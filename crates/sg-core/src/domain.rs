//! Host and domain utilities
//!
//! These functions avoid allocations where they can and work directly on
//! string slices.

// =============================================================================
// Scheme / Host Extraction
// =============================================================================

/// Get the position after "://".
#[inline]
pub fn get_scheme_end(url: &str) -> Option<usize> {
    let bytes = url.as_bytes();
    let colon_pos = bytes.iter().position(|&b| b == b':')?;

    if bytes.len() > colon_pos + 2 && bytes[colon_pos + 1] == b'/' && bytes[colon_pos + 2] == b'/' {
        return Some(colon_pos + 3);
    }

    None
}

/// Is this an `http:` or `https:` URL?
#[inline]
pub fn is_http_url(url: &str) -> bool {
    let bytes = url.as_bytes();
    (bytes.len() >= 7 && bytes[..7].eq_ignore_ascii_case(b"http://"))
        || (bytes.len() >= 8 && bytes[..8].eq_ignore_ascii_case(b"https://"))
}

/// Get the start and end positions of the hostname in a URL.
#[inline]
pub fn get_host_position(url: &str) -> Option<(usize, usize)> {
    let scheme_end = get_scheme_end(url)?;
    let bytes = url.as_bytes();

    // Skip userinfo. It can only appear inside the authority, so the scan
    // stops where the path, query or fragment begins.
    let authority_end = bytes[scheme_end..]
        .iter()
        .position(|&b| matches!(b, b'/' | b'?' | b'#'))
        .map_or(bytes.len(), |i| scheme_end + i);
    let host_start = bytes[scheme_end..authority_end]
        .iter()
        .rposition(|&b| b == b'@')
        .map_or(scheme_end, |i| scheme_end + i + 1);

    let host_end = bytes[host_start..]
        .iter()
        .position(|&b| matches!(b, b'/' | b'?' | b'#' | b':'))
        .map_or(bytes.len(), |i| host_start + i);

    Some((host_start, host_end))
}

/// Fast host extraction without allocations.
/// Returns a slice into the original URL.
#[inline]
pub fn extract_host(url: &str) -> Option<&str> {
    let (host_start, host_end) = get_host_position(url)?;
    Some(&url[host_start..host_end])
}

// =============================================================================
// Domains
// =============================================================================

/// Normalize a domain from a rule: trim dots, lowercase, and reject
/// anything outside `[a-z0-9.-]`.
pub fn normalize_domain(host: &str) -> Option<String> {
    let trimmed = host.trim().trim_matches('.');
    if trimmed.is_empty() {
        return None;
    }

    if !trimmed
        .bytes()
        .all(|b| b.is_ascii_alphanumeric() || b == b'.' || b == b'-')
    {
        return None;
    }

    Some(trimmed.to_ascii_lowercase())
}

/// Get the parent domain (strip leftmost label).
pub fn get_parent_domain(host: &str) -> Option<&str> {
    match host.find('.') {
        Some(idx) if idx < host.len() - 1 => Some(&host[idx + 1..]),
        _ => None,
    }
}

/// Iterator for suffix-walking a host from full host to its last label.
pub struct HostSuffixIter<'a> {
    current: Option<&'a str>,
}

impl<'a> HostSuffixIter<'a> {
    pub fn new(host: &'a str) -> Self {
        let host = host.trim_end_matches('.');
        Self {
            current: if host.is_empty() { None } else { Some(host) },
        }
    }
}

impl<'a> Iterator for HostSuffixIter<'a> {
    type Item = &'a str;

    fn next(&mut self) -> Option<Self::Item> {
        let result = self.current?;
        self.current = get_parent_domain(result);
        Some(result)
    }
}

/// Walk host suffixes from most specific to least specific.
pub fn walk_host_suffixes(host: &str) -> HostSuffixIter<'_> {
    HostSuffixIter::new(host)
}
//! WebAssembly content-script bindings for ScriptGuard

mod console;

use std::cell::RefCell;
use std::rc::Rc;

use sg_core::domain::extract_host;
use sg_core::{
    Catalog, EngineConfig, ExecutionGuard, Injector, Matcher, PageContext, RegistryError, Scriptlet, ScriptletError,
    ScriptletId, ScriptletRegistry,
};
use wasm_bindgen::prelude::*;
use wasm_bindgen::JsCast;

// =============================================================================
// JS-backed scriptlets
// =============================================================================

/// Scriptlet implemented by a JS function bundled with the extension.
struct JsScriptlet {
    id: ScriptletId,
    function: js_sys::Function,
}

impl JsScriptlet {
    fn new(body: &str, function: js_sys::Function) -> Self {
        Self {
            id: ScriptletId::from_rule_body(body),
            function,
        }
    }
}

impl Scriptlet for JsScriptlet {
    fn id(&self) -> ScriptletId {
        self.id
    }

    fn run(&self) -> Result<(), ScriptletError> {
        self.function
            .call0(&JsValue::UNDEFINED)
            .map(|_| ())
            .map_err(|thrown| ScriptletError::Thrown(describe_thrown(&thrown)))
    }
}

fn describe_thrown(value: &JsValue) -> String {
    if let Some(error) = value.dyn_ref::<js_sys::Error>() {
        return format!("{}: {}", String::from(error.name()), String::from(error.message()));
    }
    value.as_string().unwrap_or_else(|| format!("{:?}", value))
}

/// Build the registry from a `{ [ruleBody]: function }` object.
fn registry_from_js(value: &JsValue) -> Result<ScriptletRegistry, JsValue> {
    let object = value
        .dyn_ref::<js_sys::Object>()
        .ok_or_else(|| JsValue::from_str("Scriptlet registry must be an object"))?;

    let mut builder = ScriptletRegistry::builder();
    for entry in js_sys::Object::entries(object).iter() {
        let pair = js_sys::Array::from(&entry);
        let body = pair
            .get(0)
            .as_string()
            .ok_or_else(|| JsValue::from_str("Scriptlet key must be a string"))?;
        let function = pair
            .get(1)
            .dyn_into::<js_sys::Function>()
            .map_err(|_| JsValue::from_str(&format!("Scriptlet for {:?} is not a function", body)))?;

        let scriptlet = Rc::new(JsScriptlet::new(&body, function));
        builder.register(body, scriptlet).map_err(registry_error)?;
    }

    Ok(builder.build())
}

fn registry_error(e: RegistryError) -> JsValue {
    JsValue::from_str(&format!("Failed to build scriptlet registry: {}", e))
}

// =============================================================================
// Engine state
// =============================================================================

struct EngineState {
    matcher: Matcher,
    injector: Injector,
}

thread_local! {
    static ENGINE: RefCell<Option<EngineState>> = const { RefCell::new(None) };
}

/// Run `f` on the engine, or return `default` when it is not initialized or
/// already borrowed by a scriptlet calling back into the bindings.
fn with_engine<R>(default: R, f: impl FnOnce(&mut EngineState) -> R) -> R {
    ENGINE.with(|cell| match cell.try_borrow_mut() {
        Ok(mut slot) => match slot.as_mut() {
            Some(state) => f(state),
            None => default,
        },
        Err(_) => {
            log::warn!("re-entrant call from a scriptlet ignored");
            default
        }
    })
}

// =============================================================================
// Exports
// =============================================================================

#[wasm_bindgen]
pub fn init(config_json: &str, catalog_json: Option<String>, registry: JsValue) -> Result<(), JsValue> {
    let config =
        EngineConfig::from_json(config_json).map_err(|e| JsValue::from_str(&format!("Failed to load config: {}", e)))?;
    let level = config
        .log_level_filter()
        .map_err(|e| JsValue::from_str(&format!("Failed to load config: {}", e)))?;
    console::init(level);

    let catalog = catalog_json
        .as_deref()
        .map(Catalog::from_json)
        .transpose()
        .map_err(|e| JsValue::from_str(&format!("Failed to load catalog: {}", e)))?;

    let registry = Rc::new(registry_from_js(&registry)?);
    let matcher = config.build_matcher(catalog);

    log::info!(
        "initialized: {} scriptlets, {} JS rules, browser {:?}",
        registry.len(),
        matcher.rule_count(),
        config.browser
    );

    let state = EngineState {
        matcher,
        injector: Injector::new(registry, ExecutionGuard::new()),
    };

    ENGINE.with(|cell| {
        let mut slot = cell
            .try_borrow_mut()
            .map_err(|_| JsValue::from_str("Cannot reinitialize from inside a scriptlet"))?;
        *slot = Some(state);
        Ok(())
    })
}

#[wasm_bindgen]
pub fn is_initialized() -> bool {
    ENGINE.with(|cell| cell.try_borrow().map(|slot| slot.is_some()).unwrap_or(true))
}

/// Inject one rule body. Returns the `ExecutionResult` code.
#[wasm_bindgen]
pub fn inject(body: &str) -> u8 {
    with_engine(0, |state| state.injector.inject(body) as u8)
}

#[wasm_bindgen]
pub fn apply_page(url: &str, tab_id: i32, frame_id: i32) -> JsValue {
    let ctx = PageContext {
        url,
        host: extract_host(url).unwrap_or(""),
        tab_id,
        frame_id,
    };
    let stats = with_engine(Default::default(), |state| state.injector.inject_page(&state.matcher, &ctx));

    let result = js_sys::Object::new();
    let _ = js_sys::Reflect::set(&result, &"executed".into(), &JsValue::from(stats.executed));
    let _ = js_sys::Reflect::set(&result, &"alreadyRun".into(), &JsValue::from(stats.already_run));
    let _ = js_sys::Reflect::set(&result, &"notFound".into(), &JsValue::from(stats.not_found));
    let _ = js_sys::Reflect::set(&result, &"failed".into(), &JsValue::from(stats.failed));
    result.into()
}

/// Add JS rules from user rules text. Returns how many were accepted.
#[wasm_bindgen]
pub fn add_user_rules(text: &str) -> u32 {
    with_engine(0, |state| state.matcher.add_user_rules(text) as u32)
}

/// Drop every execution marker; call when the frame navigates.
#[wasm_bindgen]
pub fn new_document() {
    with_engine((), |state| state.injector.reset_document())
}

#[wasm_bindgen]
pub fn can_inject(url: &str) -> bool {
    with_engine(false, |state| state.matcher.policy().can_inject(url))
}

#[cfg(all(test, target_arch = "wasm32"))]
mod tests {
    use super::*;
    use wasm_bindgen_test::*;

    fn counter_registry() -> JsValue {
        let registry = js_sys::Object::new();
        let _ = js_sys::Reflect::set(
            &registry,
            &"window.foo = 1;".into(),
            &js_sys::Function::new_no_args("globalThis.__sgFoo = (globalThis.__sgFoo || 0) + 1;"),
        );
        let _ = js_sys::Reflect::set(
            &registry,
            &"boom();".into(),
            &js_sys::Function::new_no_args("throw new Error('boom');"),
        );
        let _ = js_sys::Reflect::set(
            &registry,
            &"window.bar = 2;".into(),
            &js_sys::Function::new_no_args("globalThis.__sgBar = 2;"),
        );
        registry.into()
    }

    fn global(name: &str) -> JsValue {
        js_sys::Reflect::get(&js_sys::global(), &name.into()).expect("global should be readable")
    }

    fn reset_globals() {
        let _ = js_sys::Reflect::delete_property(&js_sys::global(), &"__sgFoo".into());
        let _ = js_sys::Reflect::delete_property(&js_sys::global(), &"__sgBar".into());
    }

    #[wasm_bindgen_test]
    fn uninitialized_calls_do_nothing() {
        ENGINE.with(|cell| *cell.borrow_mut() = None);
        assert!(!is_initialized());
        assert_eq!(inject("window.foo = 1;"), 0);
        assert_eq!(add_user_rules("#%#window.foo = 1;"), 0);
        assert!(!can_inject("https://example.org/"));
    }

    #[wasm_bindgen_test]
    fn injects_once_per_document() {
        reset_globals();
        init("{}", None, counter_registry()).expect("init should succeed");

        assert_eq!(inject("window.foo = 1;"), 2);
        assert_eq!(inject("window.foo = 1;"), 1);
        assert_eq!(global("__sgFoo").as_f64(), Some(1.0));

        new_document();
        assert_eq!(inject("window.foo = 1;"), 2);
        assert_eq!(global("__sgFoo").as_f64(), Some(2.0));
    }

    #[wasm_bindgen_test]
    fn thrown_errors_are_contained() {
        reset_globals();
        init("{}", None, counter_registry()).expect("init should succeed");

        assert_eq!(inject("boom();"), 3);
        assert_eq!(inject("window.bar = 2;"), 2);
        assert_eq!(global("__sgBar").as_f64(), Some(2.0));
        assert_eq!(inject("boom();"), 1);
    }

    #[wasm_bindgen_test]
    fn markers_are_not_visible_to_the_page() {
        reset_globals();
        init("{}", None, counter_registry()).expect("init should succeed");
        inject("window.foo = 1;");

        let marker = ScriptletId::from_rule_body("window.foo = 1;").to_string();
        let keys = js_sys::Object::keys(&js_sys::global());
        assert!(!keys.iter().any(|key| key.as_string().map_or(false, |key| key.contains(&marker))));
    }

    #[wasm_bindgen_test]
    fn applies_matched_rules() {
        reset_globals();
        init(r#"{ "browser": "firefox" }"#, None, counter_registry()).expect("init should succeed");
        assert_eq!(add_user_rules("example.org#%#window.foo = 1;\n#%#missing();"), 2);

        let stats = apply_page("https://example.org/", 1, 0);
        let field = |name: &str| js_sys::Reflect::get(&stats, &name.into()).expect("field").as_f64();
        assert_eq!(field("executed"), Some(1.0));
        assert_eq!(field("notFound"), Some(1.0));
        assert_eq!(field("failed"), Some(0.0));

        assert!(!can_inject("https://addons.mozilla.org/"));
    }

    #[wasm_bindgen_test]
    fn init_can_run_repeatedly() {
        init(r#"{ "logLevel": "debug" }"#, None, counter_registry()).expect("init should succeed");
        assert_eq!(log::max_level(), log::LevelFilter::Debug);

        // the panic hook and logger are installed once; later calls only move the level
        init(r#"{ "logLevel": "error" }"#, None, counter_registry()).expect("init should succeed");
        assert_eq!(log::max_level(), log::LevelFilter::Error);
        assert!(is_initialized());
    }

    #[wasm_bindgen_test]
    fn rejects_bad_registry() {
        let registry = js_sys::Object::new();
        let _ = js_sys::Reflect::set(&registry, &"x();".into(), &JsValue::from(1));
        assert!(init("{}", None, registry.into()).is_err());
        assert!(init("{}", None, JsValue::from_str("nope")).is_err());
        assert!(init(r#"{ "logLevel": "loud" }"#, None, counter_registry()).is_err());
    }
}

....

WORK TASK>
In the records above, the line with "matches!(b, b'/' | b'?' | b'#' | b':'))" marks the start and the line with "fn next(&mut self)" marks the end; copy that stretch exactly, both lines included, and nothing else.

OUTPUT BELOW>
        .position(|&b| matches!(b, b'/' | b'?' | b'#' | b':'))
        .map_or(bytes.len(), |i| host_start + i);

    Some((host_start, host_end))
}

/// Fast host extraction without allocations.
/// Returns a slice into the original URL.
#[inline]
pub fn extract_host(url: &str) -> Option<&str> {
    let (host_start, host_end) = get_host_position(url)?;
    Some(&url[host_start..host_end])
}

// =============================================================================
// Domains
// =============================================================================

/// Normalize a domain from a rule: trim dots, lowercase, and reject
/// anything outside `[a-z0-9.-]`.
pub fn normalize_domain(host: &str) -> Option<String> {
    let trimmed = host.trim().trim_matches('.');
    if trimmed.is_empty() {
        return None;
    }

    if !trimmed
        .bytes()
        .all(|b| b.is_ascii_alphanumeric() || b == b'.' || b == b'-')
    {
        return None;
    }

    Some(trimmed.to_ascii_lowercase())
}

/// Get the parent domain (strip leftmost label).
pub fn get_parent_domain(host: &str) -> Option<&str> {
    match host.find('.') {
        Some(idx) if idx < host.len() - 1 => Some(&host[idx + 1..]),
        _ => None,
    }
}

/// Iterator for suffix-walking a host from full host to its last label.
pub struct HostSuffixIter<'a> {
    current: Option<&'a str>,
}

impl<'a> HostSuffixIter<'a> {
    pub fn new(host: &'a str) -> Self {
        let host = host.trim_end_matches('.');
        Self {
            current: if host.is_empty() { None } else { Some(host) },
        }
    }
}

impl<'a> Iterator for HostSuffixIter<'a> {
    type Item = &'a str;

    fn next(&mut self) -> Option<Self::Item> {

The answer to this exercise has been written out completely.